### Exploratory Data Analysis
In statistics, exploratory data analysis is an approach of analyzing data sets to summarize their main characteristics, often using statistical graphics and other data visualization methods. 

A statistical model can be used or not, but primarily EDA is for seeing what the data can tell us beyond the formal modeling and thereby contrasts traditional hypothesis testing.

In other words, 

Exploratory Data Analysis refers to the critical process of performing initial investigations on data so as to discover patterns,to spot anomalies,to test hypothesis and to check assumptions with the help of summary statistics and graphical representations.
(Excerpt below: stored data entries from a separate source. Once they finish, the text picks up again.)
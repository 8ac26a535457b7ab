//! Clustering algorithms applied to latent codes.

pub mod dummy;
pub mod kmeans;

pub use dummy::{DummyClusterer, DummyStrategy};
pub use kmeans::{KMeans, KMeansParams};

use crate::error::Result;
use crate::math::matrix::Matrix;

/// A clustering algorithm over row vectors (one row per case).
///
/// Implementations are cloned before each fit so an unfitted template can be
/// reused across several fits.
pub trait Clusterer {
    /// Learns clusters from `z`.
    fn fit(&mut self, z: &Matrix) -> Result<()>;

    /// Assigns each row of `z` to a cluster.
    fn predict(&self, z: &Matrix) -> Result<Vec<usize>>;

    /// Goodness of the clustering of `z`; higher is better.
    fn score(&self, z: &Matrix) -> Result<f64>;
}

/// Sum of squared distances of each row to the mean of its cluster.
pub(crate) fn within_cluster_sse(z: &Matrix, labels: &[usize], n_clusters: usize) -> f64 {
    let mut sums = vec![vec![0.0; z.cols]; n_clusters];
    let mut counts = vec![0usize; n_clusters];
    for (row, &label) in z.data.iter().zip(labels) {
        counts[label] += 1;
        for (s, v) in sums[label].iter_mut().zip(row) {
            *s += v;
        }
    }
    z.data.iter()
        .zip(labels)
        .map(|(row, &label)| {
            let n = counts[label] as f64;
            row.iter()
                .zip(&sums[label])
                .map(|(v, s)| (v - s / n).powi(2))
                .sum::<f64>()
        })
        .sum()
}
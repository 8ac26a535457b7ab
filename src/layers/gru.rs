//! Gated recurrent unit layers.
//!
//! `Gru` runs a single direction over a `(timepoints, features)` sequence
//! and returns every hidden state. `BiGru` wraps two of them, feeding the
//! second one the time-reversed sequence, and concatenates their states.

use rand::Rng;
use serde::{Serialize, Deserialize};

use crate::activation::activation::ActivationFunction;
use crate::layers::param::Param;
use crate::math::matrix::Matrix;

#[derive(Debug, Clone, Serialize, Deserialize)]
pub struct Gru {
    pub input_size: usize,
    pub units: usize,
    /// Applied to the candidate state.
    pub activator: ActivationFunction,

    // update gate
    w_z: Param,
    u_z: Param,
    b_z: Param,
    // reset gate
    w_r: Param,
    u_r: Param,
    b_r: Param,
    // candidate
    w_n: Param,
    u_n: Param,
    b_n: Param,

    #[serde(skip)]
    cache: Option<Vec<GruStep>>,
}

#[derive(Debug, Clone)]
struct GruStep {
    x: Vec<f64>,
    h_prev: Vec<f64>,
    z: Vec<f64>,
    r: Vec<f64>,
    n: Vec<f64>,
    a_n: Vec<f64>,
    rh: Vec<f64>,
}

fn sigmoid(x: f64) -> f64 {
    1.0 / (1.0 + (-x).exp())
}

fn affine(x: &[f64], w: &Param, h: &[f64], u: &Param, b: &Param) -> Vec<f64> {
    let xw = w.value.left_mul(x);
    let hu = u.value.left_mul(h);
    xw.iter()
        .zip(hu.iter())
        .zip(b.value.row(0).iter())
        .map(|((a, c), bias)| a + c + bias)
        .collect()
}

impl Gru {
    pub fn new<R: Rng + ?Sized>(
        input_size: usize,
        units: usize,
        activation: ActivationFunction,
        rng: &mut R,
    ) -> Gru {
        let mut kernel = || Param::new(Matrix::glorot_uniform(input_size, units, &mut *rng));
        let (w_z, w_r, w_n) = (kernel(), kernel(), kernel());
        let mut recurrent = || Param::new(Matrix::glorot_uniform(units, units, &mut *rng));
        let (u_z, u_r, u_n) = (recurrent(), recurrent(), recurrent());
        Gru {
            input_size,
            units,
            activator: activation,
            w_z, u_z, b_z: Param::zeros(1, units),
            w_r, u_r, b_r: Param::zeros(1, units),
            w_n, u_n, b_n: Param::zeros(1, units),
            cache: None,
        }
    }

    fn step(&self, x: &[f64], h_prev: &[f64]) -> GruStep {
        // z = σ(x·W_z + h·U_z + b_z), r = σ(x·W_r + h·U_r + b_r)
        let z: Vec<f64> = affine(x, &self.w_z, h_prev, &self.u_z, &self.b_z)
            .into_iter().map(sigmoid).collect();
        let r: Vec<f64> = affine(x, &self.w_r, h_prev, &self.u_r, &self.b_r)
            .into_iter().map(sigmoid).collect();
        // n = act(x·W_n + (r ⊙ h)·U_n + b_n)
        let rh: Vec<f64> = r.iter().zip(h_prev.iter()).map(|(a, b)| a * b).collect();
        let a_n = affine(x, &self.w_n, &rh, &self.u_n, &self.b_n);
        let n = a_n.iter().map(|v| self.activator.function(*v)).collect();
        GruStep { x: x.to_vec(), h_prev: h_prev.to_vec(), z, r, n, a_n, rh }
    }

    fn run(&self, seq: &Matrix) -> (Matrix, Vec<GruStep>) {
        let mut h = vec![0.0; self.units];
        let mut steps = Vec::with_capacity(seq.rows);
        let mut outputs = Vec::with_capacity(seq.rows);
        for t in 0..seq.rows {
            let step = self.step(seq.row(t), &h);
            // h' = (1 - z) ⊙ n + z ⊙ h
            h = step.z.iter()
                .zip(step.n.iter())
                .zip(step.h_prev.iter())
                .map(|((z, n), hp)| (1.0 - z) * n + z * hp)
                .collect();
            outputs.push(h.clone());
            steps.push(step);
        }
        (Matrix { rows: seq.rows, cols: self.units, data: outputs }, steps)
    }

    /// All hidden states, shape `(timepoints, units)`.
    pub fn predict(&self, seq: &Matrix) -> Matrix {
        self.run(seq).0
    }

    pub fn forward(&mut self, seq: &Matrix) -> Matrix {
        let (out, steps) = self.run(seq);
        self.cache = Some(steps);
        out
    }

    /// Backpropagation through time. `grad` holds ∂L/∂h_t for every step
    /// (zero rows where a state is not consumed downstream).
    pub fn backward(&mut self, grad: &Matrix) -> Matrix {
        let steps = match self.cache.take() {
            Some(s) => s,
            None => return Matrix::zeros(grad.rows, self.input_size),
        };
        let mut grad_input = Matrix::zeros(steps.len(), self.input_size);
        let mut dh_next = vec![0.0; self.units];

        for (t, s) in steps.iter().enumerate().rev() {
            let dh: Vec<f64> = grad.row(t).iter().zip(dh_next.iter()).map(|(a, b)| a + b).collect();

            let mut dh_prev: Vec<f64> = dh.iter().zip(s.z.iter()).map(|(d, z)| d * z).collect();
            let da_n: Vec<f64> = (0..self.units)
                .map(|k| dh[k] * (1.0 - s.z[k]) * self.activator.derivative(s.a_n[k]))
                .collect();
            let da_z: Vec<f64> = (0..self.units)
                .map(|k| dh[k] * (s.h_prev[k] - s.n[k]) * s.z[k] * (1.0 - s.z[k]))
                .collect();

            let d_rh = self.u_n.value.right_mul_t(&da_n);
            let da_r: Vec<f64> = (0..self.units)
                .map(|k| d_rh[k] * s.h_prev[k] * s.r[k] * (1.0 - s.r[k]))
                .collect();
            for k in 0..self.units {
                dh_prev[k] += d_rh[k] * s.r[k];
            }

            self.w_n.grad.add_outer(&s.x, &da_n);
            self.u_n.grad.add_outer(&s.rh, &da_n);
            self.b_n.grad.add_to_row(0, &da_n);
            self.w_z.grad.add_outer(&s.x, &da_z);
            self.u_z.grad.add_outer(&s.h_prev, &da_z);
            self.b_z.grad.add_to_row(0, &da_z);
            self.w_r.grad.add_outer(&s.x, &da_r);
            self.u_r.grad.add_outer(&s.h_prev, &da_r);
            self.b_r.grad.add_to_row(0, &da_r);

            let from_z = self.u_z.value.right_mul_t(&da_z);
            let from_r = self.u_r.value.right_mul_t(&da_r);
            for k in 0..self.units {
                dh_prev[k] += from_z[k] + from_r[k];
            }

            let dx_z = self.w_z.value.right_mul_t(&da_z);
            let dx_r = self.w_r.value.right_mul_t(&da_r);
            let dx_n = self.w_n.value.right_mul_t(&da_n);
            grad_input.data[t] = (0..self.input_size)
                .map(|i| dx_z[i] + dx_r[i] + dx_n[i])
                .collect();

            dh_next = dh_prev;
        }
        grad_input
    }

    pub fn params_mut(&mut self) -> Vec<&mut Param> {
        vec![
            &mut self.w_z, &mut self.u_z, &mut self.b_z,
            &mut self.w_r, &mut self.u_r, &mut self.b_r,
            &mut self.w_n, &mut self.u_n, &mut self.b_n,
        ]
    }

    pub fn param_count(&self) -> usize {
        3 * (self.input_size * self.units + self.units * self.units + self.units)
    }

    pub fn params(&self) -> Vec<&Param> {
        vec![
            &self.w_z, &self.u_z, &self.b_z,
            &self.w_r, &self.u_r, &self.b_r,
            &self.w_n, &self.u_n, &self.b_n,
        ]
    }

    pub fn clear_cache(&mut self) {
        self.cache = None;
    }

    pub fn has_cache(&self) -> bool {
        self.cache.is_some()
    }
}

/// Bidirectional GRU with concatenated outputs (`forward ‖ backward`).
///
/// With `return_sequences` the output is `(timepoints, 2 * units)`, the
/// backward states re-aligned to the original time order. Without it the
/// output is the `(1, 2 * units)` pair of final states.
#[derive(Debug, Clone, Serialize, Deserialize)]
pub struct BiGru {
    pub forward: Gru,
    pub backward: Gru,
    pub return_sequences: bool,
}

impl BiGru {
    pub fn new<R: Rng + ?Sized>(
        input_size: usize,
        units: usize,
        activation: ActivationFunction,
        return_sequences: bool,
        rng: &mut R,
    ) -> BiGru {
        BiGru {
            forward: Gru::new(input_size, units, activation.clone(), rng),
            backward: Gru::new(input_size, units, activation, rng),
            return_sequences,
        }
    }

    pub fn units(&self) -> usize {
        self.forward.units
    }

    pub fn output_size(&self) -> usize {
        2 * self.units()
    }

    fn merge(&self, fwd: &Matrix, bwd: &Matrix) -> Matrix {
        let t_len = fwd.rows;
        if t_len == 0 {
            return Matrix::zeros(0, self.output_size());
        }
        if self.return_sequences {
            let data = (0..t_len)
                .map(|t| {
                    let mut row = fwd.row(t).to_vec();
                    row.extend_from_slice(bwd.row(t_len - 1 - t));
                    row
                })
                .collect();
            Matrix { rows: t_len, cols: self.output_size(), data }
        } else {
            let mut row = fwd.row(t_len - 1).to_vec();
            row.extend_from_slice(bwd.row(t_len - 1));
            Matrix::from_row(row)
        }
    }

    pub fn predict(&self, seq: &Matrix) -> Matrix {
        let fwd = self.forward.predict(seq);
        let bwd = self.backward.predict(&seq.reversed_rows());
        self.merge(&fwd, &bwd)
    }

    pub fn forward(&mut self, seq: &Matrix) -> Matrix {
        let fwd = self.forward.forward(seq);
        let bwd = self.backward.forward(&seq.reversed_rows());
        self.merge(&fwd, &bwd)
    }

    /// `t_len` is the number of timepoints of the sequence last seen by
    /// `forward`.
    pub fn backward(&mut self, grad: &Matrix, t_len: usize) -> Matrix {
        let u = self.units();
        let mut g_fwd = Matrix::zeros(t_len, u);
        // indexed in processing order, i.e. reversed time
        let mut g_bwd = Matrix::zeros(t_len, u);
        if t_len > 0 {
            if self.return_sequences {
                for t in 0..t_len {
                    g_fwd.data[t] = grad.row(t)[..u].to_vec();
                    g_bwd.data[t_len - 1 - t] = grad.row(t)[u..].to_vec();
                }
            } else {
                g_fwd.data[t_len - 1] = grad.row(0)[..u].to_vec();
                g_bwd.data[t_len - 1] = grad.row(0)[u..].to_vec();
            }
        }
        let dx_fwd = self.forward.backward(&g_fwd);
        let dx_bwd = self.backward.backward(&g_bwd).reversed_rows();
        let mut dx = dx_fwd;
        for t in 0..dx.rows {
            dx.add_to_row(t, dx_bwd.row(t));
        }
        dx
    }

    pub fn params_mut(&mut self) -> Vec<&mut Param> {
        let mut params = self.forward.params_mut();
        params.extend(self.backward.params_mut());
        params
    }

    pub fn param_count(&self) -> usize {
        self.forward.param_count() + self.backward.param_count()
    }

    pub fn params(&self) -> Vec<&Param> {
        let mut params = self.forward.params();
        params.extend(self.backward.params());
        params
    }

    pub fn clear_cache(&mut self) {
        self.forward.clear_cache();
        self.backward.clear_cache();
    }

    pub fn has_cache(&self) -> bool {
        self.forward.has_cache() || self.backward.has_cache()
    }
}

#[cfg(test)]
mod tests {
    use super::*;
    use rand::rngs::StdRng;
    use rand::SeedableRng;

    fn sequence() -> Matrix {
        Matrix::from_data(vec![
            vec![0.1, -0.3],
            vec![0.4, 0.2],
            vec![-0.5, 0.7],
            vec![0.0, 0.3],
        ])
    }

    #[test]
    fn output_shapes() {
        let mut rng = StdRng::seed_from_u64(0);
        let seq_layer = BiGru::new(2, 3, ActivationFunction::Tanh, true, &mut rng);
        let last_layer = BiGru::new(2, 3, ActivationFunction::Tanh, false, &mut rng);
        assert_eq!(seq_layer.predict(&sequence()).shape(), (4, 6));
        assert_eq!(last_layer.predict(&sequence()).shape(), (1, 6));
    }

    #[test]
    fn last_state_output_matches_sequence_ends() {
        let mut rng = StdRng::seed_from_u64(5);
        let mut layer = BiGru::new(2, 3, ActivationFunction::Tanh, true, &mut rng);
        let full = layer.predict(&sequence());
        layer.return_sequences = false;
        let last = layer.predict(&sequence());
        // forward half is the final timestep, backward half the first
        assert_eq!(&last.row(0)[..3], &full.row(3)[..3]);
        assert_eq!(&last.row(0)[3..], &full.row(0)[3..]);
    }

    #[test]
    fn bptt_input_gradient_matches_finite_difference() {
        let mut rng = StdRng::seed_from_u64(11);
        let mut layer = BiGru::new(2, 3, ActivationFunction::Tanh, true, &mut rng);
        let x = sequence();
        let loss = |l: &BiGru, input: &Matrix| -> f64 {
            l.predict(input).flatten().iter().map(|v| v * v).sum::<f64>() * 0.5
        };

        let out = layer.forward(&x);
        for p in layer.params_mut() {
            p.zero_grad();
        }
        // ∂(½‖y‖²)/∂y = y
        let dx = layer.backward(&out, x.rows);

        let eps = 1e-6;
        for (t, c) in [(0, 0), (2, 1), (3, 0)] {
            let mut plus = x.clone();
            plus.data[t][c] += eps;
            let mut minus = x.clone();
            minus.data[t][c] -= eps;
            let numeric = (loss(&layer, &plus) - loss(&layer, &minus)) / (2.0 * eps);
            assert!((dx.data[t][c] - numeric).abs() < 1e-5, "t={t} c={c}");
        }
    }

    #[test]
    fn bptt_weight_gradient_matches_finite_difference() {
        let mut rng = StdRng::seed_from_u64(13);
        let mut gru = Gru::new(2, 2, ActivationFunction::Tanh, &mut rng);
        let x = sequence();
        let loss = |g: &Gru| g.predict(&x).flatten().iter().sum::<f64>();

        let out = gru.forward(&x);
        for p in gru.params_mut() {
            p.zero_grad();
        }
        gru.backward(&Matrix::from_data(vec![vec![1.0; 2]; out.rows]));

        let eps = 1e-6;
        let analytic = gru.u_r.grad.data[0][1];
        let mut plus = gru.clone();
        plus.u_r.value.data[0][1] += eps;
        let mut minus = gru.clone();
        minus.u_r.value.data[0][1] -= eps;
        let numeric = (loss(&plus) - loss(&minus)) / (2.0 * eps);
        assert!((analytic - numeric).abs() < 1e-6);
    }
}
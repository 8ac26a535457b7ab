use serde::{Serialize, Deserialize};

use crate::error::{Error, Result};
use crate::loss::loss_type::LossType;
use crate::optim::optimizer::OptimizerConfig;

/// Metric list used when none is configured.
pub const DEFAULT_METRIC: &str = "mean_squared_error";

/// Metrics setting as written in a configuration.
///
/// Anything that is neither a string nor a list of strings lands in
/// `Other` and is rejected by [`resolve_metrics`].
#[derive(Debug, Clone, PartialEq, Serialize, Deserialize)]
#[serde(untagged)]
pub enum MetricsSpec {
    Single(String),
    List(Vec<String>),
    Other(serde_json::Value),
}

impl From<&str> for MetricsSpec {
    fn from(name: &str) -> Self {
        MetricsSpec::Single(name.to_string())
    }
}

impl From<Vec<&str>> for MetricsSpec {
    fn from(names: Vec<&str>) -> Self {
        MetricsSpec::List(names.into_iter().map(String::from).collect())
    }
}

impl From<serde_json::Value> for MetricsSpec {
    fn from(value: serde_json::Value) -> Self {
        serde_json::from_value(value.clone()).unwrap_or(MetricsSpec::Other(value))
    }
}

/// `None` → `["mean_squared_error"]`, a string → a one-element list, a list
/// → used as-is. Every name must be a known metric.
pub fn resolve_metrics(spec: Option<&MetricsSpec>) -> Result<Vec<String>> {
    let metrics = match spec {
        None => vec![DEFAULT_METRIC.to_string()],
        Some(MetricsSpec::Single(name)) => vec![name.clone()],
        Some(MetricsSpec::List(names)) => names.clone(),
        Some(MetricsSpec::Other(value)) => {
            return Err(Error::config(format!(
                "metrics should be a list, string, or None, got {value}"
            )))
        }
    };
    for name in &metrics {
        name.parse::<LossType>()?;
    }
    Ok(metrics)
}

/// What `compile` attaches to a model: optimizer, loss and metric names.
#[derive(Debug, Clone, PartialEq, Serialize, Deserialize)]
pub struct CompileConfig {
    pub optimizer: OptimizerConfig,
    pub loss: LossType,
    pub metrics: Vec<String>,
}

impl CompileConfig {
    /// Metric names paired with the function that evaluates them.
    pub fn metric_fns(&self) -> Result<Vec<(String, LossType)>> {
        self.metrics.iter()
            .map(|name| Ok((name.clone(), name.parse::<LossType>()?)))
            .collect()
    }
}
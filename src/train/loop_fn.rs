use std::collections::BTreeMap;
use std::time::Instant;

use rand::rngs::StdRng;
use rand::seq::SliceRandom;
use rand::SeedableRng;
use tracing::{debug, info};

use crate::error::{Error, Result};
use crate::loss::loss_type::LossType;
use crate::math::matrix::Matrix;
use crate::model::autoencoder::AutoEncoder;
use crate::optim::optimizer::Optimizer;
use crate::train::callbacks::{Callback, TrainingContext};
use crate::train::epoch_stats::{EpochStats, History};
use crate::train::train_config::TrainConfig;

// ---------------------------------------------------------------------------
// Public entry point
// ---------------------------------------------------------------------------

/// Trains a compiled `model` for `config.epochs` epochs and returns the
/// per-epoch history.
///
/// # Arguments
/// - `model`     — compiled model; updated in place
/// - `inputs`    — training samples, each `(n_timepoints, n_channels)`
/// - `targets`   — expected outputs, same length as `inputs`
/// - `config`    — epochs, batch size, shuffle seed, verbosity
/// - `callbacks` — run in order after every epoch
///
/// # Errors
/// - `NotCompiled` if `compile` was never called
/// - `EmptyData` / `Configuration` for empty or mismatched inputs
/// - `Training` as soon as an epoch produces a non-finite loss
/// - whatever a callback returns (e.g. an I/O error while checkpointing)
pub fn train_loop(
    model: &mut AutoEncoder,
    inputs: &[Matrix],
    targets: &[Matrix],
    config: &TrainConfig,
    callbacks: &mut [Box<dyn Callback>],
) -> Result<History> {
    let compiled = model.compile_config().cloned().ok_or(Error::NotCompiled)?;
    if inputs.is_empty() {
        return Err(Error::EmptyData);
    }
    if inputs.len() != targets.len() {
        return Err(Error::config(format!(
            "inputs and targets must have equal length ({} vs {})",
            inputs.len(),
            targets.len()
        )));
    }
    if config.batch_size == 0 || config.epochs == 0 {
        return Err(Error::config("epochs and batch_size must be at least 1"));
    }
    let metric_fns = compiled.metric_fns()?;

    let mut optimizer = compiled.optimizer.build();
    let mut rng = StdRng::seed_from_u64(config.seed);
    let mut ctx = TrainingContext { learning_rate: optimizer.learning_rate(), stop_training: false };
    let mut history = History::default();

    for cb in callbacks.iter_mut() {
        cb.on_train_begin(&mut ctx)?;
    }

    for epoch in 1..=config.epochs {
        optimizer.set_learning_rate(ctx.learning_rate);
        let t_start = Instant::now();

        // ── One full pass over the training data ───────────────────────────
        let (loss, metrics) = run_one_epoch(
            model,
            inputs,
            targets,
            &mut optimizer,
            config.batch_size,
            compiled.loss,
            &metric_fns,
            &mut rng,
        )?;

        if !loss.is_finite() {
            return Err(Error::Training(format!("loss became {loss} at epoch {epoch}")));
        }

        let stats = EpochStats {
            epoch,
            total_epochs: config.epochs,
            loss,
            metrics,
            learning_rate: ctx.learning_rate,
            elapsed_ms: t_start.elapsed().as_millis() as u64,
        };

        if config.verbose {
            info!(epoch, total = config.epochs, loss, lr = ctx.learning_rate, "epoch finished");
        } else {
            debug!(epoch, total = config.epochs, loss, lr = ctx.learning_rate, "epoch finished");
        }

        for cb in callbacks.iter_mut() {
            cb.on_epoch_end(&stats, model, &mut ctx)?;
        }
        history.epochs.push(stats);

        if ctx.stop_training {
            info!(epoch, "training stopped by callback");
            break;
        }
    }

    for cb in callbacks.iter_mut() {
        cb.on_train_end(model, &mut ctx)?;
    }

    Ok(history)
}

// ---------------------------------------------------------------------------
// Private helpers
// ---------------------------------------------------------------------------

/// Runs one full epoch of mini-batch updates over the training data.
/// Returns the mean loss and the mean of every metric over all samples.
#[allow(clippy::too_many_arguments)]
fn run_one_epoch(
    model: &mut AutoEncoder,
    inputs: &[Matrix],
    targets: &[Matrix],
    optimizer: &mut Optimizer,
    batch_size: usize,
    loss_type: LossType,
    metric_fns: &[(String, LossType)],
    rng: &mut StdRng,
) -> Result<(f64, BTreeMap<String, f64>)> {
    let n = inputs.len();
    let mut total_loss = 0.0;
    let mut metric_totals = vec![0.0; metric_fns.len()];

    // Shuffle sample order each epoch.
    let mut indices: Vec<usize> = (0..n).collect();
    indices.shuffle(rng);

    for batch_start in (0..n).step_by(batch_size) {
        let batch_end = (batch_start + batch_size).min(n);
        let actual_batch_size = (batch_end - batch_start) as f64;

        for param in model.params_mut() {
            param.zero_grad();
        }

        // Accumulate gradients over the mini-batch.
        for &idx in &indices[batch_start..batch_end] {
            let output = model.forward(&inputs[idx])?;
            let predicted = output.flatten();
            let expected = targets[idx].flatten();
            if predicted.len() != expected.len() {
                return Err(Error::ShapeMismatch {
                    expected: vec![targets[idx].rows, targets[idx].cols],
                    got: vec![output.rows, output.cols],
                });
            }

            total_loss += loss_type.loss(&predicted, &expected);
            for (total, (_, metric)) in metric_totals.iter_mut().zip(metric_fns.iter()) {
                *total += metric.loss(&predicted, &expected);
            }

            let error = loss_type.derivative(&predicted, &expected);
            let delta = Matrix::from_row(error)
                .reshape(output.rows, output.cols)
                .unwrap_or_default();
            model.backward(&delta)?;
        }

        // Average and apply.
        let inv_batch = 1.0 / actual_batch_size;
        let mut params = model.params_mut();
        for param in params.iter_mut() {
            param.grad.scale_in_place(inv_batch);
        }
        optimizer.step(&mut params);
    }

    let metrics = metric_fns.iter()
        .zip(metric_totals)
        .map(|((name, _), total)| (name.clone(), total / n as f64))
        .collect();
    Ok((total_loss / n as f64, metrics))
}
pub mod adam;
pub mod optimizer;
pub mod sgd;

pub use adam::Adam;
pub use optimizer::{Optimizer, OptimizerConfig, OptimizerSpec, DEFAULT_LEARNING_RATE};
pub use sgd::Sgd;
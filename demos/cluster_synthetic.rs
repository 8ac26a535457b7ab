use ferrite_aebigru::{AeBiGruClusterer, AeBiGruConfig, Result, TimeSeriesBatch};

/// Two families of noisy sine waves with different frequencies.
fn synthetic(n_per_class: usize, n_timepoints: usize) -> Result<TimeSeriesBatch> {
    let mut cases = Vec::with_capacity(2 * n_per_class);
    for class in 0..2 {
        let freq = if class == 0 { 0.3 } else { 1.1 };
        for i in 0..n_per_class {
            let phase = i as f64 * 0.2;
            let series = (0..n_timepoints)
                .map(|t| (t as f64 * freq + phase).sin() + 0.05 * ((i * 7 + t * 3) % 5) as f64)
                .collect();
            cases.push(vec![series]);
        }
    }
    TimeSeriesBatch::from_nested(&cases)
}

fn main() -> Result<()> {
    tracing_subscriber::fmt().with_env_filter("info").init();

    let data = synthetic(10, 24)?;
    let config = AeBiGruConfig {
        n_clusters: Some(2),
        latent_space_dim: 4,
        n_layers: 1,
        n_units: Some(8.into()),
        activation: "tanh".into(),
        n_epochs: 40,
        batch_size: 4,
        random_state: Some(7),
        file_path: std::env::temp_dir().display().to_string() + "/",
        ..AeBiGruConfig::default()
    };

    let mut clusterer = AeBiGruClusterer::new(config)?;
    clusterer.fit(&data)?;

    let history = clusterer.history()?;
    println!("loss: {:.5} -> {:.5}", history.loss()[0], history.best_loss().unwrap_or(f64::NAN));
    println!("labels: {:?}", clusterer.predict(&data)?);
    println!("score:  {:.5}", clusterer.score(&data)?);
    Ok(())
}
//! Recipe registry keyed by equivalence class.

use std::collections::hash_map::{Entry as MapEntry, HashMap};

use crate::grid::Grid;
use crate::models::Output;
use crate::recipe::{Recipe, VariantSet};

use super::RegistryError;

/// A registered recipe and what it produces.
#[derive(Debug, Clone)]
pub struct RegistryEntry<O> {
    pub recipe: Recipe,
    pub output: O,
}

/// Registry mapping each recipe equivalence class to exactly one output.
///
/// Keys are the recipes' [`VariantSet`]s, so a query matches a registered recipe
/// if it is any in-bounds translation of it, with expected O(1) cost.
/// Two classes on the same grid either share no variant or are identical, so
/// a key collision is exactly an overlap.
#[derive(Debug, Clone)]
pub struct RecipeRegistry<O = Output> {
    grid: Grid,
    entries: HashMap<VariantSet, RegistryEntry<O>>,
}

impl<O> RecipeRegistry<O> {
    /// Create an empty registry for recipes built on `grid`.
    pub fn new(grid: Grid) -> Self {
        Self { grid, entries: HashMap::new() }
    }

    pub fn grid(&self) -> Grid {
        self.grid
    }

    /// Register `recipe` as producing `output`.
    ///
    /// Fails if the recipe is empty, was built on another grid, or is a
    /// translation of a recipe that is already registered. A failed
    /// registration leaves the registry unchanged.
    pub fn register(&mut self, mut recipe: Recipe, output: O) -> Result<(), RegistryError> {
        if recipe.grid() != self.grid {
            return Err(RegistryError::GridMismatch { recipe: recipe.grid(), registry: self.grid });
        }

        let key = recipe.variants()?.clone();
        match self.entries.entry(key) {
            MapEntry::Occupied(existing) => Err(RegistryError::DuplicateRecipe {
                existing: one_line(&existing.get().recipe),
            }),
            MapEntry::Vacant(slot) => {
                slot.insert(RegistryEntry { recipe, output });
                Ok(())
            }
        }
    }

    /// Find the output registered for any translation of `recipe`.
    ///
    /// Empty recipes and recipes from another grid never match.
    pub fn lookup(&self, recipe: &Recipe) -> Option<&O> {
        self.get(recipe).map(|entry| &entry.output)
    }

    /// Find the registered entry matching `recipe`.
    pub fn get(&self, recipe: &Recipe) -> Option<&RegistryEntry<O>> {
        if recipe.grid() != self.grid || recipe.is_empty() {
            return None;
        }
        self.entries.get(&*recipe.variant_set())
    }

    pub fn contains(&self, recipe: &Recipe) -> bool {
        self.get(recipe).is_some()
    }

    pub fn len(&self) -> usize {
        self.entries.len()
    }

    pub fn is_empty(&self) -> bool {
        self.entries.is_empty()
    }

    pub fn clear(&mut self) {
        self.entries.clear();
    }

    /// Iterate over registered recipes and their outputs, in no particular order.
    pub fn iter(&self) -> impl Iterator<Item = (&Recipe, &O)> {
        self.entries.values().map(|entry| (&entry.recipe, &entry.output))
    }
}

impl RecipeRegistry<Output> {
    /// All recipes producing the item `name`.
    pub fn recipes_for<'a>(&'a self, name: &'a str) -> impl Iterator<Item = &'a Recipe> + 'a {
        self.entries
            .values()
            .filter(move |entry| entry.output.name == name)
            .map(|entry| &entry.recipe)
    }
}

impl<O> Default for RecipeRegistry<O> {
    fn default() -> Self {
        Self::new(Grid::default())
    }
}

/// Render a recipe on one line, rows separated by ` / `.
fn one_line(recipe: &Recipe) -> String {
    recipe.to_string().lines().collect::<Vec<_>>().join(" / ")
}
### The objectives of EDA are to:

1. Enable unexpected discoveries in the data
2. Suggest hypothesis about the causes of observed process
3. Assess assumptions on which statistical inference will be based
4. Support the selection of appropriate statistical tools and techniques
5. Provide a basis for further data collection through surveys or experiments

### Techniques and tools

There are a number of tools that are useful for EDA, but EDA is characterized more by the attitude taken than by particular techniques

Typical graphical techniques used in EDA are:

1. Box plot
2. Histogram
3. Scatter plot
4. Stem-and-leaf plot
5. Heat map
6. Bar chart

Advanced techniques can be applied to all these above mentioned graphs such as :
1. making them dynamic
2. applying filters on them etc

In [None]:
# # necessary imports 
# import findspark
# import pyspark
# from pyspark.sql import SparkSession # to create dataframe in pyspark

# findspark.init()

In [1]:
import os
import sys


In [2]:
# pip install findspark
import findspark
import pyspark

# imports necessary modules
from pyspark import SparkContext, SparkConf
from pyspark.sql import SparkSession

In [3]:
findspark.init()
findspark.find()

'C:\\Users\\admin\\Big data\\Spark\\spark-3.1.3-bin-hadoop3.2'

In [4]:
# let us initialise the spark session
spark = SparkSession.builder.appName("pyspark eda examples").config("spark.some.config.option","value").getOrCreate()

### Index
1. Reading csv files
2. Checking few features of the data
3. EDA process and techniques
4. Visualization 

In [5]:
# reading csv files
df= spark.read.csv("Airquality.csv")

In [7]:
# let us have a look at top 5 records / rows
df.show(5)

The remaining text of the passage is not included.